Record set Block Start

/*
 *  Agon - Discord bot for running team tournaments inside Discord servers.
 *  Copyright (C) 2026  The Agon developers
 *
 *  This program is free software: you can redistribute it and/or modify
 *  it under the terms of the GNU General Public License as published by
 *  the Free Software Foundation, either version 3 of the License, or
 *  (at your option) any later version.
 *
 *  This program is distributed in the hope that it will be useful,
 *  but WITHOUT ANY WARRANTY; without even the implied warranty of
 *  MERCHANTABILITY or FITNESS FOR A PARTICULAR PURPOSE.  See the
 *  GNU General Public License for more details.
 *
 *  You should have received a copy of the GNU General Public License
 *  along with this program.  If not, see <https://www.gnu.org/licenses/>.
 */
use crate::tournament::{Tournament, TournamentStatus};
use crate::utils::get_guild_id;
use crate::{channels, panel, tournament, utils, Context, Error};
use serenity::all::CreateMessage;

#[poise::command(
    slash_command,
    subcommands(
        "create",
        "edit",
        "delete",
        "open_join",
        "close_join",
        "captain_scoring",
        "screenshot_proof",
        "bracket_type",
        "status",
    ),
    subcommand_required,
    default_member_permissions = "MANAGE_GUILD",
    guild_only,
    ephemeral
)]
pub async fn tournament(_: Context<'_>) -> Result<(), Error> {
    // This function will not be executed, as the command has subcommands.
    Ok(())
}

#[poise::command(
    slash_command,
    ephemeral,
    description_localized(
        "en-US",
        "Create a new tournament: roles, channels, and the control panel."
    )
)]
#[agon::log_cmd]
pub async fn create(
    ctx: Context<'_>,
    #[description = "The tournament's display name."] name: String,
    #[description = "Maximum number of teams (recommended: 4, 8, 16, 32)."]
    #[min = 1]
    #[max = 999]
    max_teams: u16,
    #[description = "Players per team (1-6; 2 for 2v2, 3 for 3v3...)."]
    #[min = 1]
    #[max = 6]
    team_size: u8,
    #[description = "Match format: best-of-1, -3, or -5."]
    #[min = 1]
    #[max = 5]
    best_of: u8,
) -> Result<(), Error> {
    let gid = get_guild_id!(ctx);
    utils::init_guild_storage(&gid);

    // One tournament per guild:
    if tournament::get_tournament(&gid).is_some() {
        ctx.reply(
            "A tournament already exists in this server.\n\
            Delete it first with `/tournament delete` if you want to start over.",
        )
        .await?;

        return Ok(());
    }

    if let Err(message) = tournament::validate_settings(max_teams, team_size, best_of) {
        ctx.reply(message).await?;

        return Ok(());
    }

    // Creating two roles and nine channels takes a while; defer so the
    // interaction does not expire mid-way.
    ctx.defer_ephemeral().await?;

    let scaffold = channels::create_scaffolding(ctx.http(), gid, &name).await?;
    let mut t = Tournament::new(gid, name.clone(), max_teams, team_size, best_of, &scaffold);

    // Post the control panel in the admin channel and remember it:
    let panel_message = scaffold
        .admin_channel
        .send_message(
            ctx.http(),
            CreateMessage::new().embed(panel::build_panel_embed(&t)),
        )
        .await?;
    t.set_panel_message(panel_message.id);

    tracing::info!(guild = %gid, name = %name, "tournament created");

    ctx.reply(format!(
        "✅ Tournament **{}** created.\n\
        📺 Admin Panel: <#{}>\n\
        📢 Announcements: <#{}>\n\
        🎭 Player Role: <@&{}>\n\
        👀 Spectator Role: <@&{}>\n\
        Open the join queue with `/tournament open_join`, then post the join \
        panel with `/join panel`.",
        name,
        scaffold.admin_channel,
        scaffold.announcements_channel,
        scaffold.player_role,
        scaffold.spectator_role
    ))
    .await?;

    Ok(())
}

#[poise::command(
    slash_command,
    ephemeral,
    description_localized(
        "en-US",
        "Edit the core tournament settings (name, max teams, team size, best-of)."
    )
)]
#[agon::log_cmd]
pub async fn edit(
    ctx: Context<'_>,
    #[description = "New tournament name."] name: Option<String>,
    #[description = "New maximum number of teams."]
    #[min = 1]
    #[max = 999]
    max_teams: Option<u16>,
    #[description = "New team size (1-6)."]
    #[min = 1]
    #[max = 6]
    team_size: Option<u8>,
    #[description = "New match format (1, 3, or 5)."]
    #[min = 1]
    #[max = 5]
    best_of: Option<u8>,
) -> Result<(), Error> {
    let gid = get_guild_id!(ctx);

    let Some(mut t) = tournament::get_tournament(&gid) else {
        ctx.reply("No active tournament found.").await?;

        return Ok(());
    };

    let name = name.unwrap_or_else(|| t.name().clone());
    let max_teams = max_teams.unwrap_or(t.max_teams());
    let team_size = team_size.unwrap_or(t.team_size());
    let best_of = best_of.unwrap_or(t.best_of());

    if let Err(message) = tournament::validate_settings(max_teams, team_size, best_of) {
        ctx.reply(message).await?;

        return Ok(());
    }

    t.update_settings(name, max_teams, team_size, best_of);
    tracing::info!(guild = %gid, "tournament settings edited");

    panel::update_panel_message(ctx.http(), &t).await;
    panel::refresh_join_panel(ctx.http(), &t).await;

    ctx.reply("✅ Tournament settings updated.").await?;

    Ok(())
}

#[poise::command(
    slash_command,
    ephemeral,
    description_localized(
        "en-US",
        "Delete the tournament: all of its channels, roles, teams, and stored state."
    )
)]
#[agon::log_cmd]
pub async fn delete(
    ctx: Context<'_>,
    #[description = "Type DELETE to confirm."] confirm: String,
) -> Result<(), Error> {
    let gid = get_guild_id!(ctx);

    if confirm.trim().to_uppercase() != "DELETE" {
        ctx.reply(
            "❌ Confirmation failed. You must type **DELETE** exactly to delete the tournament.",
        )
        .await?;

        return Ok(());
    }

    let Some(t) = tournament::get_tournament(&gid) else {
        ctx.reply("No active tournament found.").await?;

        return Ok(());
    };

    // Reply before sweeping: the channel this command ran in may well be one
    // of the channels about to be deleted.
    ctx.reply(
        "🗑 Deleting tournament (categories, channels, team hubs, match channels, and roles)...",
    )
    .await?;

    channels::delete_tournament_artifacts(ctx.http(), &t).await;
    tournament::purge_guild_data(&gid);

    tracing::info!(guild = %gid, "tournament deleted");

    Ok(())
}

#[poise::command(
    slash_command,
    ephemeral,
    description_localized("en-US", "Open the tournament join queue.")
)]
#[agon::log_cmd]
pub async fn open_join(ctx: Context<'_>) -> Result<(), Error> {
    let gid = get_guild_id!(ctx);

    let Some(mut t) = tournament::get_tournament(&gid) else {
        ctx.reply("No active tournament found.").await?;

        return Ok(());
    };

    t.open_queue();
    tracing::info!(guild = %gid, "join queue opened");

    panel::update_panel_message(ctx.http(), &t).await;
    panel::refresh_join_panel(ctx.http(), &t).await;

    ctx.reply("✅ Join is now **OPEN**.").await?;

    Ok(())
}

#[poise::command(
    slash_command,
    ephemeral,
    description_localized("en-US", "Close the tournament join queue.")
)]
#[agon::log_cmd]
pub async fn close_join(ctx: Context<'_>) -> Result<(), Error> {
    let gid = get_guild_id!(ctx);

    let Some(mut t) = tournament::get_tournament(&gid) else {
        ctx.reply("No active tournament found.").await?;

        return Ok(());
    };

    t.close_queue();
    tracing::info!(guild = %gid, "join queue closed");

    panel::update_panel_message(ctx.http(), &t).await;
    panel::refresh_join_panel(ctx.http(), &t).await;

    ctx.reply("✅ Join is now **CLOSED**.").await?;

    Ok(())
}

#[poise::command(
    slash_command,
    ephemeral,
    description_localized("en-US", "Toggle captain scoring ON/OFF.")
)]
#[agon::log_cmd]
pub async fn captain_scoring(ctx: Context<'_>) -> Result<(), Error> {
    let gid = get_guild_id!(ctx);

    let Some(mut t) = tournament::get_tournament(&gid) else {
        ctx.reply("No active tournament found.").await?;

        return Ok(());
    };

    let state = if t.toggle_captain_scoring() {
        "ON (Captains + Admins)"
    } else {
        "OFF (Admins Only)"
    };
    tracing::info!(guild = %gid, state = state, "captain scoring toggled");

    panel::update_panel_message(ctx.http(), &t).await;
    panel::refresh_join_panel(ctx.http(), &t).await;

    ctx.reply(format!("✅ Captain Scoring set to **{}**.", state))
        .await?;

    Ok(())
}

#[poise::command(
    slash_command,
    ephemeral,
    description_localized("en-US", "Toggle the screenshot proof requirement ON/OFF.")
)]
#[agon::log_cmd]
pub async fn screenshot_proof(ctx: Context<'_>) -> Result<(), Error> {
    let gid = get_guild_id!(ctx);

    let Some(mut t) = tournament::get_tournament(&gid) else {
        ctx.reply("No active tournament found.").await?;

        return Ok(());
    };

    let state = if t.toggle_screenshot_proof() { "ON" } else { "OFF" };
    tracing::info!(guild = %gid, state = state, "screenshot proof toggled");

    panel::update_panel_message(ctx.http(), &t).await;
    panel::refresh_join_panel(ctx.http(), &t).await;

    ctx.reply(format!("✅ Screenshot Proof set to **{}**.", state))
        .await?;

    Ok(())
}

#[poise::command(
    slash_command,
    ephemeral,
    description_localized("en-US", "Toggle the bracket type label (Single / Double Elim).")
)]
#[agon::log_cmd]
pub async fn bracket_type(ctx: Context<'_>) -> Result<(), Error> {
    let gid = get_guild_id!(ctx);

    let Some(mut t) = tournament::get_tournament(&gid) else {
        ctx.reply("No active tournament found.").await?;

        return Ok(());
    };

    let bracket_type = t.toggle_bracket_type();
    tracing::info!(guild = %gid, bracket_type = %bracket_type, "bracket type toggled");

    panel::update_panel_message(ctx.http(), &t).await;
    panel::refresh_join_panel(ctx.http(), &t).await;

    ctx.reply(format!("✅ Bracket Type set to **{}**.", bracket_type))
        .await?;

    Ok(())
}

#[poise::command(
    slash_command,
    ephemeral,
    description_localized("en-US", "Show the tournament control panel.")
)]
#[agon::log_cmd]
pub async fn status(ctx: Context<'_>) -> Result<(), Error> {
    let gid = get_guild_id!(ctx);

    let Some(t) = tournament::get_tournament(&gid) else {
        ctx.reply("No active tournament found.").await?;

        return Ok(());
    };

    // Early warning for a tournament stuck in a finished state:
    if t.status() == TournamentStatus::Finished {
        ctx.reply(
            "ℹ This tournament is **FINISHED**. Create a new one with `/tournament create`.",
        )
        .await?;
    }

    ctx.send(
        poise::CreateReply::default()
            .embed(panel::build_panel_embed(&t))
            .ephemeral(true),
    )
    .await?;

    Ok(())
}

Record set Block End

## Assignment
Looking at the entries above, work out how many lines contain the word "deleted", then reply with only that figure.

## Answer to this task
2